Weniger erfolgreich, aber noch einflussreicher auf die Entwicklung des europäischen Romans war Flaubert mit L'Éducation sentimentale (1869). Es ist die Geschichte des jungen Provinzlers Frédéric Moreau, der nach Paris geht, wo er sich eine große Zukunft in Politik, Literatur und Liebe erhofft, jedoch die ihm sich durchaus bietenden realen Chancen zugunsten irrealer, idealer Ziele verpasst, und zwar vor allem einer langen schwärmerisch-unerfüllten Liebe zu einer verheirateten Frau, die ihn absorbiert und paralysiert. Nachdem auch seine kurze Begeisterung für die politischen Ideale und Ziele der 48er Revolution verpufft ist, versinkt er in intellektueller Mittelmäßigkeit und wird nur durch eine hübsche Erbschaft vor einem auch materiellen Niedergang bewahrt.

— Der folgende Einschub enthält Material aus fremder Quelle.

#[cfg(test)]
mod tests {
    use super::*;
    use proptest::prelude::*;
    use serde_json::json;

    fn small_log(max_events: usize) -> EventLog {
        EventLog::new(EventLogConfig {
            max_events,
            retention_ms: 10_000,
            cleanup_interval_ms: 1_000,
        })
    }

    #[test]
    fn test_cursor_format_roundtrip() {
        let c = EventCursor::from_seq(42);
        assert_eq!(c.to_string(), "c_42");
        assert_eq!("c_42".parse::<EventCursor>().unwrap(), c);
        assert!("42".parse::<EventCursor>().is_err());
        assert!("c_x".parse::<EventCursor>().is_err());
    }

    #[test]
    fn test_append_assigns_increasing_cursors() {
        let mut log = small_log(100);
        let room = RoomId::from_seed(1);
        let a = log.append(EventType::ChatMessage, room, json!({"text": "hi"}), 1);
        let b = log.append(EventType::ChatMessage, room, json!({"text": "yo"}), 2);
        assert!(a < b);
        assert_eq!(log.head_cursor(), b);
        assert_eq!(log.total_appended(), 2);
    }

    #[test]
    fn test_get_since_pages_strictly_after_cursor() {
        let mut log = small_log(100);
        let room = RoomId::from_seed(1);
        for i in 0..5 {
            log.append(EventType::ChatMessage, room, json!({ "i": i }), i);
        }

        let page = log.get_since(None, 2);
        assert_eq!(page.events.len(), 2);
        assert_eq!(page.events[0].payload["i"], 0);
        assert!(page.has_more);
        assert!(!page.cursor_expired);

        let page = log.get_since(Some(page.next_cursor), 10);
        assert_eq!(page.events.len(), 3);
        assert_eq!(page.events[0].payload["i"], 2);
        assert!(!page.has_more);

        let page = log.get_since(Some(page.next_cursor), 10);
        assert!(page.events.is_empty());
        assert_eq!(page.next_cursor, log.head_cursor());
    }

    #[test]
    fn test_size_cap_evicts_oldest_and_flags_expired_cursor() {
        let mut log = small_log(3);
        let room = RoomId::from_seed(1);
        let first = log.append(EventType::ZoneEnter, room, json!({}), 0);
        for t in 1..5 {
            log.append(EventType::ZoneEnter, room, json!({}), t);
        }
        assert_eq!(log.len(), 3);
        assert_eq!(log.evicted_total(), 2);

        let page = log.get_since(Some(first), 10);
        assert!(page.cursor_expired);
        assert_eq!(page.events.len(), 3);
        assert_eq!(page.events[0].cursor, log.oldest_cursor().unwrap());
    }

    #[test]
    fn test_cursor_just_before_oldest_is_not_expired() {
        let mut log = small_log(3);
        let room = RoomId::from_seed(1);
        for t in 0..5 {
            log.append(EventType::ZoneEnter, room, json!({}), t);
        }
        // c_2 was evicted, but everything after it is still retained.
        let page = log.get_since(Some(EventCursor::from_seq(2)), 10);
        assert!(!page.cursor_expired);
        assert_eq!(page.events.len(), 3);
    }

    #[test]
    fn test_cleanup_removes_entries_past_retention() {
        let mut log = small_log(100);
        let room = RoomId::from_seed(1);
        let old = log.append(EventType::ChatMessage, room, json!({}), 1_000);
        log.append(EventType::ChatMessage, room, json!({}), 2_000);
        log.append(EventType::ChatMessage, room, json!({}), 15_000);

        let removed = log.cleanup(14_500);
        assert_eq!(removed, 2);
        assert_eq!(log.len(), 1);

        let page = log.get_since(Some(old), 10);
        assert!(page.cursor_expired);
        assert_eq!(page.events.len(), 1);
        assert_eq!(page.next_cursor, log.head_cursor());
    }

    #[test]
    fn test_expired_cursor_on_fully_drained_log_resumes_at_head() {
        let mut log = small_log(100);
        let room = RoomId::from_seed(1);
        let first = log.append(EventType::ChatMessage, room, json!({}), 0);
        log.append(EventType::ChatMessage, room, json!({}), 0);
        log.cleanup(1_000_000);
        assert!(log.is_empty());

        let page = log.get_since(Some(first), 10);
        assert!(page.cursor_expired);
        assert!(page.events.is_empty());
        assert_eq!(page.next_cursor, log.head_cursor());
    }

    #[test]
    fn test_future_cursor_is_expired() {
        let mut log = small_log(100);
        let room = RoomId::from_seed(1);
        log.append(EventType::ChatMessage, room, json!({}), 0);

        let page = log.get_since(Some(EventCursor::from_seq(99)), 10);
        assert!(page.cursor_expired);
        assert_eq!(page.next_cursor, log.head_cursor());
    }

    #[test]
    fn test_malformed_cursor_string_is_expired() {
        let mut log = small_log(100);
        log.append(EventType::ChatMessage, RoomId::from_seed(1), json!({}), 0);
        let page = log.get_since_str(Some("bogus"), 10);
        assert!(page.cursor_expired);
        assert_eq!(page.events.len(), 1);
    }

    #[test]
    fn test_envelope_serializes_type_tag_and_cursor_string() {
        let mut log = small_log(10);
        log.append(EventType::ZoneExit, RoomId::from_seed(1), json!({"zone": "plaza"}), 5);
        let value = serde_json::to_value(log.iter().next().unwrap()).unwrap();
        assert_eq!(value["type"], "zone.exit");
        assert_eq!(value["cursor"], "c_1");
        assert_eq!(
            EventType::from("meeting.started".to_string()),
            EventType::Custom("meeting.started".to_string())
        );
    }

    proptest! {
        #[test]
        fn prop_cursors_strictly_increase_and_pages_never_overlap(
            cap in 1usize..20,
            count in 0usize..60,
            limit in 1usize..8,
        ) {
            let mut log = small_log(cap);
            let room = RoomId::from_seed(3);
            for t in 0..count {
                log.append(EventType::ChatMessage, room, json!({}), t as u64);
            }

            let mut cursor = None;
            let mut last_seen = 0u64;
            loop {
                let page = log.get_since(cursor, limit);
                for e in &page.events {
                    prop_assert!(e.cursor.seq() > last_seen);
                    last_seen = e.cursor.seq();
                }
                cursor = Some(page.next_cursor);
                if !page.has_more {
                    break;
                }
            }
            prop_assert_eq!(last_seen, log.head_cursor().seq());
        }
    }
}
//! Room Environment Abstraction Layer
//!
//! This crate provides the "Sans-IO" abstraction allowing a room's tick
//! loop to run in both **Production** (tokio) and **Simulation**
//! (virtual clock) environments.
//!
//! # Core Concept
//!
//! A room never reads the clock or sleeps on its own. Time (`now()`,
//! `system_time()`, `sleep()`) and task spawning go through
//! [`RoomContext`], so a simulated context makes every cooldown, cast
//! completion and retention window reproducible.
//!
//! # Example
//!
//! ```ignore
//! use roomsim_env::RoomContext;
//!
//! async fn room_loop<Ctx: RoomContext>(ctx: &Ctx) {
//!     loop {
//!         tick();
//!         ctx.sleep(Duration::from_millis(50)).await;
//!     }
//! }
//! ```

mod context;
mod tokio_impl;
mod types;

pub use context::RoomContext;
pub use tokio_impl::TokioContext;
pub use types::RoomId;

Frédéric ist eine Symbolfigur des weniger tragischen als traurigen Weges der „Quarante-huitards“, d.h. der durch die Februarrevolution in Aufbruchstimmung versetzten, dann aber durch die weitere Entwicklung politisch enttäuschten 48er Generation, der auch Flaubert sich zurechnete. Der Titel des Romans, L'Éducation sentimentale, ist übrigens (was keiner der deutschen Titel ahnen lässt) ironisch zu verstehen; denn, anders als z.B. die jungen Helden Julien in Stendhals Le Rouge et le Noir oder Rastignac in Balzacs Le Père Goriot, erfährt Frédéric von der geliebten reiferen verheirateten Frau letztlich keine „Erziehung“ seiner jünglinghaft schwärmerischen Gefühle zu denen eines sexuell erfahrenen Mannes, sondern nur deren Frustration.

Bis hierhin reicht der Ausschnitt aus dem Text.